To calculate one of these parcels for your sounding, use the get_parcel() routine, which is a wrapper for surface_based_parcel(), mixed_layer_parcel() and most_unstable_parcel(). Optionally pass it the parcel type you want (default is 'mu'):

In [1]: S=SkewT.Sounding("./skewt/examples/bna_day1.txt")
In [2]: parcel=S.get_parcel('mu',depth=300)
In [3]: parcel
Out[3]: (1000.0, 23.037, 13.626, 'mu')
In [4]: S.lift_parcel(*parcel_2)

Or, you can define your own parcel (the fourth item is just some text which appears on the Skew-T diagram):

In [5]: parcel_2=(1000.0, 25.0, 18, 'user')
In [6]: S.make_skewt_axes(); S.add_profile();
In [7]: S.lift_parcel(*parcel_2)

CAPE/CIN calculation

Definitions in this section are based on Markowsi and Richardson (2010).

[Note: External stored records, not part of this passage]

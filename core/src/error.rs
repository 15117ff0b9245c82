//! Error types for the dispatch client.
//!
//! # Design
//! `Error` covers misuse caught while configuring or building a request.
//! Runtime failures of a sent request (non-2xx status, transport failure,
//! unrecognised body shape) are never returned as `Err`: the router reports
//! them to the `onerror` handler and summarises them in an `Outcome`.
//! `TransportError` is the one error a `Transport` implementation produces.

use thiserror::Error;

use crate::handler::HandlerKind;

/// Errors returned while configuring a client or building a request.
#[derive(Debug, Error)]
pub enum Error {
    /// A handler was registered under a name that expects another kind.
    #[error("handler `{name}` must be a {expected} handler, got {actual}")]
    HandlerMismatch {
        name: String,
        expected: HandlerKind,
        actual: HandlerKind,
    },

    /// A status code was mapped to a name reserved for a lifecycle handler.
    #[error("`{0}` is reserved and cannot name a status code")]
    ReservedStatus(String),

    /// The method text is not one of the supported REST verbs.
    #[error("unsupported HTTP method `{0}`")]
    UnsupportedMethod(String),

    /// A JSON configuration document had the wrong shape.
    #[error("invalid configuration: {0}")]
    InvalidConfig(String),

    /// The payload could not be serialized.
    #[error("serialization failed: {0}")]
    Serialization(String),

    /// `send` was called on a request built without a transport.
    #[error("request has no transport; use `prepare` and execute it yourself")]
    NoTransport,

    /// An async request's worker went away before reporting completion.
    #[error("request completion was lost")]
    CompletionLost,
}

impl From<serde_json::Error> for Error {
    fn from(e: serde_json::Error) -> Self {
        Error::Serialization(e.to_string())
    }
}

/// Failure reported by a `Transport` when no HTTP response was obtained.
#[derive(Debug, Clone, PartialEq, Eq, Error)]
#[error("transport error: {message}")]
pub struct TransportError {
    pub message: String,
}

impl TransportError {
    pub fn new(message: impl Into<String>) -> Self {
        Self {
            message: message.into(),
        }
    }
}

impl From<ureq::Error> for TransportError {
    fn from(e: ureq::Error) -> Self {
        Self::new(e.to_string())
    }
}
//! Handler table: named callbacks invoked by the router.
//!
//! # Design
//! Every handler lives under a name. Status names (`success`, `fail`,
//! `auth`, or anything mapped in the `CodeMap`) take a `Data` handler. Four
//! names are reserved for lifecycle hooks, each with its own signature:
//! `ready`, `final`, `onerror` and `before`. The kind is checked when the
//! handler is registered, so a mismatch fails at configuration time instead
//! of surfacing on the first response.
//!
//! Tables exist at two scopes, configuration-wide and per request; lookups
//! go through `Scoped`, which prefers the per-request entry.

use std::collections::HashMap;
use std::fmt;
use std::sync::Arc;

use serde_json::Value;

use crate::error::Error;
use crate::http::HttpResponse;
use crate::request::Outgoing;
use crate::router::{Failure, ResponseBody};

pub const SUCCESS: &str = "success";
pub const FAIL: &str = "fail";
pub const AUTH: &str = "auth";

pub const READY: &str = "ready";
pub const FINAL: &str = "final";
pub const ON_ERROR: &str = "onerror";
pub const BEFORE: &str = "before";

/// Names that belong to lifecycle hooks rather than status codes.
pub const RESERVED: [&str; 4] = [READY, FINAL, ON_ERROR, BEFORE];

/// Receives the envelope's data field and the raw response.
pub type DataFn = Arc<dyn Fn(&Value, &HttpResponse) + Send + Sync>;
/// Sees the parsed body first; returning `false` vetoes status routing.
pub type ReadyFn = Arc<dyn Fn(&ResponseBody, &HttpResponse) -> bool + Send + Sync>;
/// Observes the parsed body after routing, whatever happened.
pub type FinalFn = Arc<dyn Fn(&ResponseBody, &HttpResponse) + Send + Sync>;
pub type ErrorFn = Arc<dyn Fn(&Failure) + Send + Sync>;
/// Rewrites the outgoing request before it is encoded.
pub type BeforeFn = Arc<dyn Fn(&mut Outgoing) + Send + Sync>;
/// Takes over every 2xx response in place of envelope routing.
pub type CatchAllFn = Arc<dyn Fn(&HttpResponse) + Send + Sync>;

#[derive(Debug, Clone, Copy, PartialEq, Eq)]
pub enum HandlerKind {
    Data,
    Ready,
    Final,
    Error,
    Before,
}

impl HandlerKind {
    /// The kind a handler registered under `name` must have.
    pub fn for_name(name: &str) -> Self {
        match name {
            READY => HandlerKind::Ready,
            FINAL => HandlerKind::Final,
            ON_ERROR => HandlerKind::Error,
            BEFORE => HandlerKind::Before,
            _ => HandlerKind::Data,
        }
    }
}

impl fmt::Display for HandlerKind {
    fn fmt(&self, f: &mut fmt::Formatter<'_>) -> fmt::Result {
        let s = match self {
            HandlerKind::Data => "data",
            HandlerKind::Ready => "ready",
            HandlerKind::Final => "final",
            HandlerKind::Error => "error",
            HandlerKind::Before => "before",
        };
        f.write_str(s)
    }
}

/// A callback of one of the five kinds.
#[derive(Clone)]
pub enum Handler {
    Data(DataFn),
    Ready(ReadyFn),
    Final(FinalFn),
    Error(ErrorFn),
    Before(BeforeFn),
}

impl Handler {
    pub fn data(f: impl Fn(&Value, &HttpResponse) + Send + Sync + 'static) -> Self {
        Handler::Data(Arc::new(f))
    }

    pub fn ready(f: impl Fn(&ResponseBody, &HttpResponse) -> bool + Send + Sync + 'static) -> Self {
        Handler::Ready(Arc::new(f))
    }

    pub fn finally(f: impl Fn(&ResponseBody, &HttpResponse) + Send + Sync + 'static) -> Self {
        Handler::Final(Arc::new(f))
    }

    pub fn error(f: impl Fn(&Failure) + Send + Sync + 'static) -> Self {
        Handler::Error(Arc::new(f))
    }

    pub fn before(f: impl Fn(&mut Outgoing) + Send + Sync + 'static) -> Self {
        Handler::Before(Arc::new(f))
    }

    pub fn kind(&self) -> HandlerKind {
        match self {
            Handler::Data(_) => HandlerKind::Data,
            Handler::Ready(_) => HandlerKind::Ready,
            Handler::Final(_) => HandlerKind::Final,
            Handler::Error(_) => HandlerKind::Error,
            Handler::Before(_) => HandlerKind::Before,
        }
    }
}

impl fmt::Debug for Handler {
    fn fmt(&self, f: &mut fmt::Formatter<'_>) -> fmt::Result {
        write!(f, "Handler::{:?}", self.kind())
    }
}

/// Handlers keyed by name, plus an optional catch-all.
#[derive(Clone, Default)]
pub struct HandlerTable {
    named: HashMap<String, Handler>,
    catch_all: Option<CatchAllFn>,
}

impl HandlerTable {
    pub fn new() -> Self {
        Self::default()
    }

    /// Configuration-wide defaults: inert `success`/`fail`, and an `onerror`
    /// that logs the failure.
    pub fn with_defaults() -> Self {
        let mut table = Self::new();
        table.insert(SUCCESS, Handler::data(|_, _| {}));
        table.insert(FAIL, Handler::data(|_, _| {}));
        table.insert(
            ON_ERROR,
            Handler::error(|failure| {
                tracing::error!(status = ?failure.status(), "request failed: {failure}");
            }),
        );
        table
    }

    /// Register `handler` under `name`, checking its kind first.
    pub fn set(&mut self, name: impl Into<String>, handler: Handler) -> Result<(), Error> {
        let name = name.into();
        let expected = HandlerKind::for_name(&name);
        if handler.kind() != expected {
            return Err(Error::HandlerMismatch {
                name,
                expected,
                actual: handler.kind(),
            });
        }
        self.insert(name, handler);
        Ok(())
    }

    /// Unchecked insert for names whose kind is known statically.
    pub(crate) fn insert(&mut self, name: impl Into<String>, handler: Handler) {
        self.named.insert(name.into(), handler);
    }

    pub fn remove(&mut self, name: &str) -> Option<Handler> {
        self.named.remove(name)
    }

    pub fn set_catch_all(&mut self, f: CatchAllFn) {
        self.catch_all = Some(f);
    }

    pub fn get(&self, name: &str) -> Option<&Handler> {
        self.named.get(name)
    }

    pub fn catch_all(&self) -> Option<&CatchAllFn> {
        self.catch_all.as_ref()
    }

    pub fn contains(&self, name: &str) -> bool {
        self.named.contains_key(name)
    }

    pub fn len(&self) -> usize {
        self.named.len()
    }

    pub fn is_empty(&self) -> bool {
        self.named.is_empty() && self.catch_all.is_none()
    }

    pub fn iter(&self) -> impl Iterator<Item = (&str, &Handler)> {
        self.named.iter().map(|(k, v)| (k.as_str(), v))
    }

    /// Merge `other` into `self` name by name; a catch-all in `other` wins.
    pub fn merge(&mut self, other: HandlerTable) {
        self.named.extend(other.named);
        if other.catch_all.is_some() {
            self.catch_all = other.catch_all;
        }
    }
}

impl fmt::Debug for HandlerTable {
    fn fmt(&self, f: &mut fmt::Formatter<'_>) -> fmt::Result {
        let mut names: Vec<_> = self.named.keys().collect();
        names.sort();
        f.debug_struct("HandlerTable")
            .field("named", &names)
            .field("catch_all", &self.catch_all.is_some())
            .finish()
    }
}

/// Per-request table layered over the configuration-wide one.
#[derive(Clone, Copy)]
pub(crate) struct Scoped<'a> {
    pub local: &'a HandlerTable,
    pub global: &'a HandlerTable,
}

impl<'a> Scoped<'a> {
    pub fn get(&self, name: &str) -> Option<&'a Handler> {
        self.local.get(name).or_else(|| self.global.get(name))
    }

    pub fn data(&self, name: &str) -> Option<&'a DataFn> {
        match self.get(name) {
            Some(Handler::Data(f)) => Some(f),
            _ => None,
        }
    }

    pub fn ready(&self) -> Option<&'a ReadyFn> {
        match self.get(READY) {
            Some(Handler::Ready(f)) => Some(f),
            _ => None,
        }
    }

    pub fn finally(&self) -> Option<&'a FinalFn> {
        match self.get(FINAL) {
            Some(Handler::Final(f)) => Some(f),
            _ => None,
        }
    }

    pub fn error(&self) -> Option<&'a ErrorFn> {
        match self.get(ON_ERROR) {
            Some(Handler::Error(f)) => Some(f),
            _ => None,
        }
    }

    pub fn before(&self) -> Option<&'a BeforeFn> {
        match self.get(BEFORE) {
            Some(Handler::Before(f)) => Some(f),
            _ => None,
        }
    }

    pub fn catch_all(&self) -> Option<&'a CatchAllFn> {
        self.local.catch_all().or_else(|| self.global.catch_all())
    }
}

The lift_parcel() routine above is a wrapper for the get_cape() routine, but it also handles the graphics. The get_cape() routine, by itself, will calculate significant levels and CAPE/CIN:

In [8]: P_lcl,P_lfc,P_el,CAPE,CIN=S.get_cape(*parcel)
In [9]: print P_lcl,P_lfc,P_el,CAPE,CIN
870.560154927 859.695806371 382.117602258 427.793216382 -8.64938413185

In [10]: P_lcl,P_lfc,P_el,CAPE,CIN=S.get_cape(*parcel_2)
In [11]: print P_lcl,P_lfc,P_el,CAPE,CIN
902.773891386 902.773891386 178.058628014 2540.55724083 0.0

get_cape() complains a bit if there are any dew point temperatures missing in the profile, but its default behaviour is to fill these with the minimum dewpoint in the column, and this will have a minimal effect on the CAPE calculation.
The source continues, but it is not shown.